Sypitkowski spent the next five months sharing a small house in Sinabang with a changing roster of relief workers from Doctors Without Borders and other agencies. About once a week he traveled the 80-mile length of the island: 41/2 hours over tortuous roads and washed-out bridges by motorbike or five hours by boat. He oversaw the building of a system of dams, wells and piping to bring untreated water to villages on the northern coast.
On most days, he worked closer to home in the village of Labuhan Bakti, just 30 miles from Sinabang but a 11/2-hour drive over rutted roads.
In this village of about 1,300, he designed and supervised the building of a small treatment plant that took murky, silty water from a shallow pool and settled, filtered and chlorinated it into water safe for drinking and other purposes.
Residents of the island by long practice have boiled all water they use for drinking or cooking, but opportunities for contamination abound, Sypitkowski said, especially since the earthquakes and flooding created new areas of poor drainage and standing water.

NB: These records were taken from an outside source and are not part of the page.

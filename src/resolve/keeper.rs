//! Keeper selection.
//!
//! Members are ranked by:
//!
//! 1. Capture date, oldest first; members without one rank after all dated members
//! 2. Filesystem modification time, oldest first
//! 3. Primary path, lexicographic
//!
//! The ranking is a total order over distinct paths, so the same group always
//! yields the same keeper.

use std::cmp::Ordering;
use std::fmt;

use serde::{Deserialize, Serialize};

use crate::duplicates::DuplicateGroup;
use crate::media::SidecarSet;

/// Which rule decided the keeper.
#[derive(Debug, Clone, Copy, PartialEq, Eq, Serialize, Deserialize)]
#[serde(rename_all = "snake_case")]
pub enum KeeperReason {
    /// Oldest capture date
    CaptureDate,
    /// Oldest modification time
    ModifiedTime,
    /// First path in lexicographic order
    PathOrder,
}

impl fmt::Display for KeeperReason {
    fn fmt(&self, f: &mut fmt::Formatter<'_>) -> fmt::Result {
        match self {
            Self::CaptureDate => write!(f, "oldest capture date"),
            Self::ModifiedTime => write!(f, "oldest modification time"),
            Self::PathOrder => write!(f, "path order"),
        }
    }
}

/// Compare two members by keeper preference; `Less` means `a` is kept first.
#[must_use]
pub fn keeper_order(a: &SidecarSet, b: &SidecarSet) -> Ordering {
    let (pa, pb) = (&a.primary, &b.primary);
    pa.captured
        .is_none()
        .cmp(&pb.captured.is_none())
        .then_with(|| pa.captured.cmp(&pb.captured))
        .then_with(|| pa.modified.cmp(&pb.modified))
        .then_with(|| pa.path.cmp(&pb.path))
}

/// Pick the keeper of a group.
///
/// Returns the index of the keeper in `group.members` and the rule that
/// separated it from the runner-up. Returns `None` for an empty group.
#[must_use]
pub fn select_keeper(group: &DuplicateGroup) -> Option<(usize, KeeperReason)> {
    let mut ranked: Vec<usize> = (0..group.members.len()).collect();
    ranked.sort_by(|&i, &j| keeper_order(&group.members[i], &group.members[j]));

    let keeper = *ranked.first()?;
    let Some(&runner_up) = ranked.get(1) else {
        return Some((keeper, KeeperReason::PathOrder));
    };

    let (k, r) = (&group.members[keeper].primary, &group.members[runner_up].primary);
    let reason = if k.captured.is_some() && k.captured != r.captured {
        KeeperReason::CaptureDate
    } else if k.modified != r.modified {
        KeeperReason::ModifiedTime
    } else {
        KeeperReason::PathOrder
    };
    Some((keeper, reason))
}

#[cfg(test)]
mod tests {
    use super::*;
    use crate::duplicates::GroupKey;
    use crate::media::MediaFile;
    use chrono::{NaiveDate, NaiveDateTime};
    use std::path::{Path, PathBuf};
    use std::time::{Duration, SystemTime};

    fn member(path: &str, mtime: u64, captured: Option<NaiveDateTime>) -> SidecarSet {
        let mut file = MediaFile::classify(
            PathBuf::from(path),
            10,
            SystemTime::UNIX_EPOCH + Duration::from_secs(mtime),
        )
        .unwrap();
        file.captured = captured;
        SidecarSet::new(file)
    }

    fn group(members: Vec<SidecarSet>) -> DuplicateGroup {
        DuplicateGroup::new(
            GroupKey {
                size: 10,
                prehash: [1; 32],
                full_hash: [2; 32],
            },
            members,
        )
    }

    fn day(y: i32) -> Option<NaiveDateTime> {
        NaiveDate::from_ymd_opt(y, 1, 1)?.and_hms_opt(0, 0, 0)
    }

    fn keeper_path(g: &DuplicateGroup) -> &Path {
        let (i, _) = select_keeper(g).unwrap();
        &g.members[i].primary.path
    }

    #[test]
    fn test_oldest_capture_date_wins() {
        let g = group(vec![
            member("/b.jpg", 1, day(2021)),
            member("/a.jpg", 900, day(2020)),
        ]);
        assert_eq!(keeper_path(&g), Path::new("/a.jpg"));
        assert_eq!(select_keeper(&g).unwrap().1, KeeperReason::CaptureDate);
    }

    #[test]
    fn test_dated_beats_undated() {
        let g = group(vec![member("/a.jpg", 1, None), member("/b.jpg", 500, day(2022))]);
        assert_eq!(keeper_path(&g), Path::new("/b.jpg"));
        assert_eq!(select_keeper(&g).unwrap().1, KeeperReason::CaptureDate);
    }

    #[test]
    fn test_mtime_breaks_equal_dates() {
        let g = group(vec![
            member("/a.jpg", 200, day(2020)),
            member("/b.jpg", 100, day(2020)),
        ]);
        assert_eq!(keeper_path(&g), Path::new("/b.jpg"));
        assert_eq!(select_keeper(&g).unwrap().1, KeeperReason::ModifiedTime);
    }

    #[test]
    fn test_mtime_without_dates() {
        let g = group(vec![member("/z.jpg", 5, None), member("/a.jpg", 6, None)]);
        assert_eq!(keeper_path(&g), Path::new("/z.jpg"));
        assert_eq!(select_keeper(&g).unwrap().1, KeeperReason::ModifiedTime);
    }

    #[test]
    fn test_path_order_last_resort() {
        let g = group(vec![
            member("/p/c.jpg", 7, None),
            member("/p/a.jpg", 7, None),
            member("/p/b.jpg", 7, None),
        ]);
        assert_eq!(keeper_path(&g), Path::new("/p/a.jpg"));
        assert_eq!(select_keeper(&g).unwrap().1, KeeperReason::PathOrder);
    }

    #[test]
    fn test_selection_is_stable_across_input_order() {
        let members = vec![
            member("/x/1.jpg", 3, None),
            member("/x/2.jpg", 3, day(2019)),
            member("/x/3.jpg", 1, None),
        ];
        let mut reversed = members.clone();
        reversed.reverse();
        let (forward, backward) = (group(members), group(reversed));
        assert_eq!(keeper_path(&forward), keeper_path(&backward));
        assert_eq!(keeper_path(&forward), Path::new("/x/2.jpg"));
    }

    #[test]
    fn test_empty_group() {
        assert!(select_keeper(&group(Vec::new())).is_none());
    }
}
use mediadupe::collab::{NoProbe, StaticProbe, VideoSignature};
use mediadupe::duplicates::{find_near_duplicates, DuplicateFinder, NearConfig, SkipReason};
use mediadupe::logging::LogOnce;
use std::fs;
use std::path::Path;
use tempfile::tempdir;

fn write(root: &Path, name: &str, content: &[u8]) {
    fs::write(root.join(name), content).unwrap();
}

fn snapshot(root: &Path) -> Vec<(String, Vec<u8>)> {
    let mut entries: Vec<(String, Vec<u8>)> = fs::read_dir(root)
        .unwrap()
        .map(|e| {
            let e = e.unwrap();
            (
                e.file_name().to_string_lossy().into_owned(),
                fs::read(e.path()).unwrap(),
            )
        })
        .collect();
    entries.sort();
    entries
}

#[test]
fn test_reencoded_clip_is_reported_without_mutation() {
    let dir = tempdir().unwrap();
    write(dir.path(), "x.mp4", b"h264 encoding of the clip");
    write(dir.path(), "y.mov", b"hevc encoding, different bytes");
    let before = snapshot(dir.path());

    let outcome = DuplicateFinder::with_defaults()
        .find_duplicates(dir.path())
        .unwrap();
    assert!(outcome.groups.is_empty());
    assert_eq!(outcome.unclustered_videos.len(), 2);

    let probe = StaticProbe::new([
        (
            dir.path().join("x.mp4"),
            VideoSignature::with_duration(120.00).codec("h264"),
        ),
        (
            dir.path().join("y.mov"),
            VideoSignature::with_duration(120.02).codec("hevc"),
        ),
    ]);
    let report = find_near_duplicates(
        &outcome.unclustered_videos,
        &probe,
        &NearConfig::default(),
        &LogOnce::new(),
    );

    assert_eq!(report.skipped, None);
    assert_eq!(report.probed, 2);
    assert_eq!(report.candidates.len(), 1);
    let (first, second) = report.candidates[0].paths();
    assert_eq!(first, dir.path().join("x.mp4"));
    assert_eq!(second, dir.path().join("y.mov"));
    assert_eq!(snapshot(dir.path()), before);
}

#[test]
fn test_codec_requirement_filters_pairs() {
    let dir = tempdir().unwrap();
    write(dir.path(), "x.mp4", b"one");
    write(dir.path(), "y.mov", b"two!");

    let outcome = DuplicateFinder::with_defaults()
        .find_duplicates(dir.path())
        .unwrap();
    let probe = StaticProbe::new([
        (
            dir.path().join("x.mp4"),
            VideoSignature::with_duration(60.0).codec("h264"),
        ),
        (
            dir.path().join("y.mov"),
            VideoSignature::with_duration(60.1).codec("hevc"),
        ),
    ]);
    let report = find_near_duplicates(
        &outcome.unclustered_videos,
        &probe,
        &NearConfig::default().with_require_same_codec(true),
        &LogOnce::new(),
    );

    assert!(report.candidates.is_empty());
}

#[test]
fn test_durations_outside_tolerance_do_not_match() {
    let dir = tempdir().unwrap();
    write(dir.path(), "x.mp4", b"one");
    write(dir.path(), "y.mp4", b"two!");

    let outcome = DuplicateFinder::with_defaults()
        .find_duplicates(dir.path())
        .unwrap();
    let probe = StaticProbe::new([
        (dir.path().join("x.mp4"), VideoSignature::with_duration(10.0)),
        (dir.path().join("y.mp4"), VideoSignature::with_duration(10.5)),
    ]);

    let strict = find_near_duplicates(
        &outcome.unclustered_videos,
        &probe,
        &NearConfig::default().with_tolerance_ms(250),
        &LogOnce::new(),
    );
    assert!(strict.candidates.is_empty());

    let loose = find_near_duplicates(
        &outcome.unclustered_videos,
        &probe,
        &NearConfig::default().with_tolerance_ms(500),
        &LogOnce::new(),
    );
    assert_eq!(loose.candidates.len(), 1);
}

#[test]
fn test_exact_duplicates_are_not_near_candidates() {
    let dir = tempdir().unwrap();
    write(dir.path(), "x.mp4", b"same clip");
    write(dir.path(), "copy.mp4", b"same clip");
    write(dir.path(), "y.mov", b"other clip");

    let outcome = DuplicateFinder::with_defaults()
        .find_duplicates(dir.path())
        .unwrap();

    assert_eq!(outcome.groups.len(), 1);
    assert_eq!(outcome.unclustered_videos.len(), 1);
    assert_eq!(outcome.unclustered_videos[0].primary.path, dir.path().join("y.mov"));
}

#[test]
fn test_missing_probe_skips_stage() {
    let dir = tempdir().unwrap();
    write(dir.path(), "x.mp4", b"one");
    write(dir.path(), "y.mov", b"two!");

    let outcome = DuplicateFinder::with_defaults()
        .find_duplicates(dir.path())
        .unwrap();
    let report = find_near_duplicates(
        &outcome.unclustered_videos,
        &NoProbe,
        &NearConfig::default(),
        &LogOnce::new(),
    );

    assert_eq!(report.skipped, Some(SkipReason::ProbeUnavailable));
    assert_eq!(report.input_videos, 2);
    assert!(report.candidates.is_empty());
}

#[test]
fn test_unprobeable_video_counts_as_failure() {
    let dir = tempdir().unwrap();
    write(dir.path(), "x.mp4", b"one");
    write(dir.path(), "y.mov", b"two!");

    let outcome = DuplicateFinder::with_defaults()
        .find_duplicates(dir.path())
        .unwrap();
    let probe = StaticProbe::new([(dir.path().join("x.mp4"), VideoSignature::with_duration(5.0))]);
    let report = find_near_duplicates(
        &outcome.unclustered_videos,
        &probe,
        &NearConfig::default(),
        &LogOnce::new(),
    );

    assert_eq!(report.probed, 1);
    assert_eq!(report.probe_failures, 1);
    assert!(report.candidates.is_empty());
}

Sypitkowski organized and paid local workers to clean out sewage ditches in the communities he served, removing trash and litter as well as inches of accumulated human waste to improve drainage and reduce the likelihood of disease.
Throughout his stay, Sypitkowski interacted with a wide variety of people: fellow relief workers from various countries, village leaders, interpreters, trades people and laborers. He found great frustration in the difficulty – or impossibility – of obtaining quality materials for his building projects and of communicating Western notions of hygiene and environmental protection.
He chastised himself for not learning to speak the common languages of the island and having to rely so heavily on his translators.
He missed his wife, his friends and family, music, quiet, a sense of order, and beer.
Now back in Maine, Sypitkowski is reflecting on his experience, weighing the value of the work he did on Simeulue against the odds of its longevity.
Already, he has heard that someone put the wrong kind of gravel into a filter at his treatment plant, causing one of the pumps to break. Residents disconnected sealed water treatment pipes in order to divert water for their private use, opening up the whole system to potential contamination. He doubts it will be properly maintained or managed for more than a couple of years, despite his efforts to train local operators.
He is pondering the peculiar bureaucracy of private relief agencies working amid traditional lifestyles of remote societies, and the inner conflict between his relatively privileged life and his newly realized understanding of how simply much of the world lives. He has renewed appreciation for such amenities as traffic lights, zoning setbacks, noise ordinances and other order-imposing regulations.
“I appreciate more, now, how lucky we are to be here,” he said. “It’s entirely an accident of history that we live the way we do.”
Sypitkowski said he misses the friends he made on Simeulue and on his travels around the area. The harsh circumstances on the island brought international relief workers together in intense relationships, he said. He also came to care deeply for many of the island natives he worked and socialized with.
He’s looking to extend his personal connection with the area by supporting the education of two young people whose lives touched his during the assignment.
Rony Bintang, 26, acted as his assistant and translator, and Sypitkowski was privileged to play an honorary role in his wedding. Bintang wants to study engineering so he can continue to serve his community on Simeulue.
Asima Siallagan, 20, hopes to become an English teacher. She lives in the “failed city” of Medan, and has limited access to the classes she needs or the computer technology that would make her studies more meaningful.
Sypitkowski has established a scholarship fund for these two aspiring professionals and is seeking donations. Find out more by sending him an e-mail at sypit1@gwi.net.
Sypitkowski kept a richly detailed journal in the form of e-mails to friends and family and took scores of photographs. He will present his slides at 7 p.m. Tuesday, Jan. 31, at Bangor Public Library, with a Feb. 1 rain date.